= DATASET EXCERPTS =
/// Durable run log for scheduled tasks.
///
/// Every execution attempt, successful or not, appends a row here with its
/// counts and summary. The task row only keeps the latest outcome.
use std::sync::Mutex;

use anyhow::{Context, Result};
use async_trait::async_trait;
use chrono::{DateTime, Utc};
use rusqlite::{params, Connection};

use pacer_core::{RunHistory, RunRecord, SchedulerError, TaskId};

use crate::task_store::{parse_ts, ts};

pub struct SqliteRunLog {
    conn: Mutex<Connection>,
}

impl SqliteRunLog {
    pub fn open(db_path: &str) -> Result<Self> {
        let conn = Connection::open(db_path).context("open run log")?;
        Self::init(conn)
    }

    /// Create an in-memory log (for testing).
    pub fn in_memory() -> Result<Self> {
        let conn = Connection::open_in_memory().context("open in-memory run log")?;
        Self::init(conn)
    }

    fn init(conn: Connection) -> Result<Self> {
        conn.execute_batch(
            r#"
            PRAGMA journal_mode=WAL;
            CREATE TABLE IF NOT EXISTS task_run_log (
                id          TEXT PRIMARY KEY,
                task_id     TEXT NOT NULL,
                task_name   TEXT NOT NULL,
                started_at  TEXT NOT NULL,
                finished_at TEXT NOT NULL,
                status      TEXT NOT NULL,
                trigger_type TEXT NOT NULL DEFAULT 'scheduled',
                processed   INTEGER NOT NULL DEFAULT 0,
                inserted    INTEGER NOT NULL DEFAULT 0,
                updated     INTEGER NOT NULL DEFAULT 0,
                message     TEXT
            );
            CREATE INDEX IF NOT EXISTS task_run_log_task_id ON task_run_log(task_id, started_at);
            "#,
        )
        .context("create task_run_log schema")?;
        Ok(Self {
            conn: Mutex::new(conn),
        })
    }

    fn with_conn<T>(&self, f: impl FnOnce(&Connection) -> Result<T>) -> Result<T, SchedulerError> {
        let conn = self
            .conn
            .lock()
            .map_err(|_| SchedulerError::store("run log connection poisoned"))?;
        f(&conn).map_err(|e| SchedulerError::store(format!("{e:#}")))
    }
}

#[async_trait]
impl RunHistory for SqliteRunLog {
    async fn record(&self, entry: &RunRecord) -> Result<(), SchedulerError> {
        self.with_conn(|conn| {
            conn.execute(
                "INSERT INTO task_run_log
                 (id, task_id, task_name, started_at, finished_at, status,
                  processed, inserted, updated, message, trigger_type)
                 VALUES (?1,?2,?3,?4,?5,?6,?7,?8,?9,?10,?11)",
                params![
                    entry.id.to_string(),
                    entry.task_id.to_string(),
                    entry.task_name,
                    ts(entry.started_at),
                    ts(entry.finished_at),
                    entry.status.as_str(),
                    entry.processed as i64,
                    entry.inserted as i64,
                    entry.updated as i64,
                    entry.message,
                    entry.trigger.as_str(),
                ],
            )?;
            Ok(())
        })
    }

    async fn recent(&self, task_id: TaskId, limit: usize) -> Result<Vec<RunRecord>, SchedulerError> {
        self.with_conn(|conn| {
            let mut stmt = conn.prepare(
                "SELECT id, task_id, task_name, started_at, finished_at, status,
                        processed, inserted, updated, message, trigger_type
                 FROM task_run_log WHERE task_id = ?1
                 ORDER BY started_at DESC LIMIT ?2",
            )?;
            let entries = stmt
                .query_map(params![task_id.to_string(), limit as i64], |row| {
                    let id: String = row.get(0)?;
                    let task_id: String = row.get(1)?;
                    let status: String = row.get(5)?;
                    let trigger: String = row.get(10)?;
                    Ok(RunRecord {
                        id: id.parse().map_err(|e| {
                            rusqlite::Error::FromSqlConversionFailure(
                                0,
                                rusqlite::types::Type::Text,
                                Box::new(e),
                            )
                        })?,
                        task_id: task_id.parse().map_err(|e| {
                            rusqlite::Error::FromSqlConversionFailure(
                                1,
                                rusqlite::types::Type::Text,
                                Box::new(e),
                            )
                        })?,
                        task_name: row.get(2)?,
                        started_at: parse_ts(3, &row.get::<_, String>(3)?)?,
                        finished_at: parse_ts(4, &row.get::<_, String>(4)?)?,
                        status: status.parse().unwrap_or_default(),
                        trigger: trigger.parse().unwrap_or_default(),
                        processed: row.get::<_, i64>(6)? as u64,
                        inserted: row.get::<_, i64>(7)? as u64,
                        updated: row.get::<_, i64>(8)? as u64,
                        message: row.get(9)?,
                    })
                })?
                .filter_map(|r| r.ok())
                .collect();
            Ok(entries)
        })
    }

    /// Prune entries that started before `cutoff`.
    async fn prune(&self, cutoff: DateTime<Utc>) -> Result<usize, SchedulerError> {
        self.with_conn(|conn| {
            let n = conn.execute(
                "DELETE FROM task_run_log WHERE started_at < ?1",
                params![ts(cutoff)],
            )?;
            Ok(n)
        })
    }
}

= EXERCISE INSTRUCTIONS =
The answer must consist of every line above that holds the string "stmt", copied exactly.

= TASK RESULT =
            let mut stmt = conn.prepare(
            let entries = stmt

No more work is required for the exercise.